On Wed, Jul 20, 2016 at 12:24:11PM +0200, Jakub Hrozek wrote:
> On Fri, Jul 15, 2016 at 03:24:15PM +0200, Petr Cech wrote:
> >
> > On 07/12/2016 10:31 AM, Pavel Březina wrote:
> > > On 07/11/2016 05:12 PM, Petr Cech wrote:
> > > >
> > > > On 07/05/2016 08:44 AM, Jakub Hrozek wrote:
> > > > > On Mon, Jun 27, 2016 at 03:37:25PM +0200, Petr Cech wrote:
> > > >
> > > > ...
> > > >
> > > > > > +static errno_t ad_get_enabled_domains(TALLOC_CTX *mem_ctx,
> > > > > > + struct ad_id_ctx *ad_id_ctx,
> > > > > > + const char *ad_domain,
> > > > > > + const char
> > > > > > ***_ad_enabled_domains)
> > > > > > +{
> > > > > > + int ret;
> > > > > > + const char *str;
> > > > > > + const char *option_name;
> > > > > > + char **domains = NULL;
> > > > > > + const char **list = NULL;
> > > > > > + int count;
> > > > > > + bool is_ad_in_domains;
> > > > > > + TALLOC_CTX *tmp_ctx = NULL;
> > > > > > +
> > > > > > + tmp_ctx = talloc_new(NULL);
> > > > > > + if (tmp_ctx == NULL) {
> > > > > > + return ENOMEM;
> > > > > > + }
> > > > > > +
> > > > > > + str = dp_opt_get_cstring(ad_id_ctx->ad_options->basic,
> > > > > > AD_ENABLED_DOMAINS);
> > > > > > + if (str == NULL) {
> > > > > > + _ad_enabled_domains = NULL;
> > > > > > + ret = EOK;
> > > > > > + goto done;
> > > > > > + }
> > > > > > +
> > > > > > + count = 0;
> > > > > > + ret = split_on_separator(tmp_ctx, str, ',', true, true,
> > > > > > &domains, &count);
> > > > > > + if (ret != EOK) {
> > > > > > + option_name =
> > > > > > ad_id_ctx->ad_options->basic[AD_ENABLED_DOMAINS].opt_name;
> > > > > > + DEBUG(SSSDBG_CRIT_FAILURE, "Failed to parse option [%s],
> > > > > > [%i] [%s]!\n",
> > > > > > + option_name, ret,
> > > > > > sss_strerror(ret));
> > > > > > + ret = EINVAL;
> > > > > > + goto done;
> > > > > > + }
> > > > > > +
> > > > > > + list = talloc_array_size(tmp_ctx, sizeof(char*), count);
> > > > > > + if (list == NULL) {
> > > > > > + ret = ENOMEM;
> > > > > > + goto done;
> > > > > > + }
> > > > > > +
> > > > > > + is_ad_in_domains = false;
> > > > > > + for (int i = 0; i < count; i++) {
> > > > > > + list[i] = talloc_strdup(list, domains[i]);
> > > > >
> > > > > Do we need to duplicate the string here, wouldn't it be enough to
> > > > > steal
> > > > > it?
> > > >
> > > > This is my attempt to satisfy the needs.

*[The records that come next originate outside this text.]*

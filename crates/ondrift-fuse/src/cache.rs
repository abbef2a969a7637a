//! File content cache for storing hydrated file data.
//!
//! Uses a hash-based directory structure for efficient storage and lookup.

use std::{
    fs::{self, File},
    io::{Read, Seek, SeekFrom, Write},
    path::PathBuf,
};

use ondrift_core::{domain::newtypes::RemoteId, ports::ContentRelocator};
use sha2::{Digest, Sha256};

use crate::error::FuseError;

/// Manages cached file content on disk.
///
/// Content is stored in a hash-based directory structure:
/// `{cache_dir}/content/{first_2_chars_of_hash}/{rest_of_hash}`
pub struct ContentCache {
    #[allow(dead_code)]
    cache_dir: PathBuf,
    content_dir: PathBuf,
}

impl ContentCache {
    /// Create a new ContentCache, creating the content directory if needed.
    pub fn new(cache_dir: PathBuf) -> std::io::Result<Self> {
        let content_dir = cache_dir.join("content");
        fs::create_dir_all(&content_dir)?;
        Ok(Self {
            cache_dir,
            content_dir,
        })
    }

    /// Compute the cache path for a remote ID using SHA-256 hash.
    pub fn cache_path(&self, remote_id: &RemoteId) -> PathBuf {
        let hash = Self::hash_remote_id(remote_id);
        let (prefix, rest) = hash.split_at(2);
        self.content_dir.join(prefix).join(rest)
    }

    /// Get the path for a partial (in-progress) download.
    pub fn partial_path(&self, remote_id: &RemoteId) -> PathBuf {
        let mut path = self.cache_path(remote_id);
        let filename = path.file_name().unwrap().to_string_lossy().to_string();
        path.set_file_name(format!("{}.partial", filename));
        path
    }

    /// Store data in the cache.
    pub fn store(&self, remote_id: &RemoteId, data: &[u8]) -> Result<PathBuf, FuseError> {
        let path = self.cache_path(remote_id);
        if let Some(parent) = path.parent() {
            fs::create_dir_all(parent)?;
        }
        let mut file = File::create(&path)?;
        file.write_all(data)?;
        Ok(path)
    }

    /// Read bytes from cached file at offset.
    pub fn read(&self, remote_id: &RemoteId, offset: u64, size: u32) -> Result<Vec<u8>, FuseError> {
        let path = self.cache_path(remote_id);
        let mut file = File::open(&path)?;
        file.seek(SeekFrom::Start(offset))?;
        let mut buffer = vec![0u8; size as usize];
        let bytes_read = file.read(&mut buffer)?;
        buffer.truncate(bytes_read);
        Ok(buffer)
    }

    /// Read the entire cached file, regardless of size.
    ///
    /// Used when handing a locally-modified file's full content to the
    /// upload path, where there is no fixed read window the way FUSE's
    /// `read()` handler has one.
    pub fn read_all(&self, remote_id: &RemoteId) -> Result<Vec<u8>, FuseError> {
        let path = self.cache_path(remote_id);
        Ok(fs::read(&path)?)
    }

    /// Check if content exists in cache.
    pub fn exists(&self, remote_id: &RemoteId) -> bool {
        self.cache_path(remote_id).exists()
    }

    /// Remove cached content.
    pub fn remove(&self, remote_id: &RemoteId) -> Result<(), FuseError> {
        let path = self.cache_path(remote_id);
        if path.exists() {
            fs::remove_file(&path)?;
        }
        // Also try to remove partial file if it exists
        let partial = self.partial_path(remote_id);
        if partial.exists() {
            let _ = fs::remove_file(&partial);
        }
        Ok(())
    }

    /// Moves cached content from one remote id to another.
    ///
    /// Used to promote a locally-created item's cache entry once the cloud
    /// confirms it and assigns a server-side id: the bytes already cached
    /// under the provisional `local-id-...` key need to live under the
    /// server id's key, or a later `read()` against the new id misses them
    /// entirely. A no-op if nothing is cached under `old_id`.
    pub fn move_content(&self, old_id: &RemoteId, new_id: &RemoteId) -> Result<(), FuseError> {
        let old_path = self.cache_path(old_id);
        if !old_path.exists() {
            return Ok(());
        }
        let new_path = self.cache_path(new_id);
        if let Some(parent) = new_path.parent() {
            fs::create_dir_all(parent)?;
        }
        fs::rename(&old_path, &new_path)?;

        let old_partial = self.partial_path(old_id);
        if old_partial.exists() {
            let new_partial = self.partial_path(new_id);
            if let Some(parent) = new_partial.parent() {
                fs::create_dir_all(parent)?;
            }
            fs::rename(&old_partial, &new_partial)?;
        }
        Ok(())
    }

    /// Write data to a cached file at the specified offset.
    ///
    /// Opens the cache file (creating if needed), seeks to offset, and writes data.
    /// Returns the number of bytes written.
    ///
    /// # Arguments
    /// * `remote_id` - The remote ID to identify the cache file
    /// * `offset` - Byte offset to start writing at
    /// * `data` - Data to write
    ///
    /// # Returns
    /// Number of bytes written
    pub fn write_at(
        &self,
        remote_id: &RemoteId,
        offset: u64,
        data: &[u8],
    ) -> Result<u32, FuseError> {
        let path = self.cache_path(remote_id);

        // Create parent directories if needed
        if let Some(parent) = path.parent() {
            fs::create_dir_all(parent)?;
        }

        // Open file with read/write, create if doesn't exist
        let mut file = fs::OpenOptions::new()
            .read(true)
            .write(true)
            .create(true)
            .truncate(false)
            .open(&path)?;

        // Seek to offset
        file.seek(SeekFrom::Start(offset))?;

        // Write data
        file.write_all(data)?;

        Ok(data.len() as u32)
    }

    /// Calculate total disk usage of the cache.
    pub fn disk_usage(&self) -> Result<u64, FuseError> {
        let mut total = 0u64;
        if self.content_dir.exists() {
            for entry in fs::read_dir(&self.content_dir)? {
                let entry = entry?;
                if entry.file_type()?.is_dir() {
                    for file in fs::read_dir(entry.path())? {
                        let file = file?;
                        if file.file_type()?.is_file() {
                            total += file.metadata()?.len();
                        }
                    }
                }
            }
        }
        Ok(total)
    }

    fn hash_remote_id(remote_id: &RemoteId) -> String {
        let mut hasher = Sha256::new();
        hasher.update(remote_id.as_str().as_bytes());
        format!("{:x}", hasher.finalize())
    }
}

#[async_trait::async_trait]
impl ContentRelocator for ContentCache {
    async fn move_content(&self, old_id: &RemoteId, new_id: &RemoteId) -> anyhow::Result<()> {
        Ok(ContentCache::move_content(self, old_id, new_id)?)
    }
}
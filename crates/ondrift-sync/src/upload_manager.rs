//! Upload manager: pushes local content to the cloud provider.
//!
//! Mirrors `ondrift_fuse::hydration::HydrationManager`'s shape on the way
//! up instead of down: a bounded worker pool, one active upload per item,
//! and a watch channel callers can await for the outcome. Callers (FUSE's
//! `flush`/`release`, or `OfflineTracker::replay` via `ReplayContext`) hand
//! over the bytes to send; this module does not read from disk itself.
//!
//! Large files go through `ICloudProvider::upload_file_session`, which
//! already retries individual chunks with backoff inside
//! `ondrift_graph::upload::upload_large`. What this manager adds on top is
//! whole-attempt retry (the session is re-created from scratch if it is
//! abandoned), conflict-copy handling on 409/412, and crash-resumable
//! bookkeeping of which item is mid-upload via [`UploadState`].

use std::sync::Arc;

use base64::Engine;
use chrono::Utc;
use dashmap::DashMap;
use ondrift_core::domain::conflict::{Conflict, Resolution, ResolutionSource, VersionInfo};
use ondrift_core::domain::newtypes::{FileHash, RemoteId, RemotePath, UniqueId};
use ondrift_core::domain::sync_item::ItemState;
use ondrift_core::domain::upload_state::{UploadPhase, UploadState};
use ondrift_core::ports::cloud_provider::{DeltaItem, ICloudProvider};
use ondrift_core::ports::content_relocator::ContentRelocator;
use ondrift_core::ports::state_repository::IStateRepository;
use ondrift_store::MetaStore;
use tokio::{
    runtime::Handle,
    sync::{watch, Semaphore},
    task::JoinHandle,
    time::Duration,
};
use tokio_util::sync::CancellationToken;
use tracing::{debug, info, instrument, warn};

/// Default threshold, in bytes, above which a file uploads through a
/// resumable session instead of a single PUT (4 MiB; matches Graph's
/// simple-upload ceiling).
const DEFAULT_SMALL_FILE_THRESHOLD: u64 = 4 * 1024 * 1024;

/// Exponential backoff parameters for whole-attempt upload retry.
///
/// Same shape as `ondrift_fuse::hydration::RetryPolicy`; kept as a separate
/// type since the two crates don't share a dependency edge.
#[derive(Debug, Clone, Copy)]
pub struct RetryPolicy {
    pub base_secs: u64,
    pub cap_secs: u64,
    pub max_attempts: u32,
}

impl Default for RetryPolicy {
    fn default() -> Self {
        Self {
            base_secs: 1,
            cap_secs: 16,
            max_attempts: 5,
        }
    }
}

impl RetryPolicy {
    pub fn backoff(&self, attempt: u32) -> Duration {
        let secs = self.base_secs.saturating_mul(1u64 << attempt.min(32).saturating_sub(1));
        Duration::from_secs(secs.min(self.cap_secs))
    }
}

/// quickXorHash of an in-memory buffer, base64-encoded.
///
/// Same algorithm as `filesystem.rs`'s on-disk version and
/// `ondrift_fuse::hydration`'s file-based one, run directly over bytes
/// already held in memory by the caller.
fn quick_xor_hash_bytes(input: &[u8]) -> String {
    const WIDTH_BITS: usize = 160;
    const SHIFT_STEP: usize = 11;

    let mut data = [0u8; 20];
    let mut shift = 0usize;

    for &byte in input {
        let byte_pos = shift / 8;
        let bit_offset = shift % 8;

        data[byte_pos % 20] ^= byte << bit_offset;
        if bit_offset > 0 {
            data[(byte_pos + 1) % 20] ^= byte >> (8 - bit_offset);
        }

        shift = (shift + SHIFT_STEP) % WIDTH_BITS;
    }

    let length_bytes = (input.len() as u64).to_le_bytes();
    for (i, &lb) in length_bytes.iter().enumerate() {
        data[i] ^= lb;
    }

    base64::engine::general_purpose::STANDARD.encode(data)
}

/// A request to push local content up to the cloud.
pub struct UploadRequest {
    /// Database item ID being uploaded.
    pub item_id: UniqueId,
    /// Full remote path (parent + name) the content should land at.
    pub remote_path: RemotePath,
    /// `If-Match` etag for optimistic concurrency; `None` for a first
    /// upload of a brand-new item.
    pub if_match_etag: Option<String>,
    /// File content to send.
    pub data: Vec<u8>,
}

I am trying to make:
> > > > # const char** from char**
> > > > I would like to return const char** because it is option. But the
> > > > function split_on_separator() expects char**.
> > > >
> > > > Does anybody know better solution?
> > >
> > > You can use discard_const for this case.
> > >
> >
> > Hi list,
> >
> > I pulled master again and it started to work :-)
> >
> > Regards...
>
> I finally tested the patches and they work fine in my setup of two
> domains (root and child domain).
>
> I'll also install and configure a third AD domain to do some more
> testing, but in the meantime, I tested that a user from disabled
> subdomain can't be lookup up and a user who is a member of a group from
> another domain reports correct group membership (the tokengroups code
> stores a range that corresponds to the trusted domain, but not the
> domain, subsequent lookup of that ID "fails" with idmap domain not
> found).
>
> So functional ACK for now, I just need to do more testing with a third
> domain.
OK, the patchset doesn't work with a third domain:
Program received signal SIGSEGV, Segmentation fault.
0x00007f9aac975716 in __strcmp_sse2_unaligned () from /lib64/libc.so.6
Missing separate debuginfos, use: dnf debuginfo-install
gssproxy-0.4.1-4.fc23.x86_64
(gdb) bt
#0 0x00007f9aac975716 in __strcmp_sse2_unaligned () from /lib64/libc.so.6
#1 0x00007f9ab0c5c24f in string_in_list (string=0xf22e50
"subdom.win.trust.test",
list=0x7fff84129408, case_sensitive=true) at /sssd/src/util/util.c:712
#2 0x00007f9aa844e5a2 in ad_subdomains_process (mem_ctx=0xf26150,
domain=0xe9c7f0,
enabled_domains_list=0xef76a0, nsd=2, sd=0xf14960, root=0x0,
_nsd_out=0x7fff841294e8,
_sd_out=0x7fff841294e0) at /sssd/src/providers/ad/ad_subdomains.c:538
#3 0x00007f9aa844f272 in ad_get_slave_domain_done (subreq=0x0)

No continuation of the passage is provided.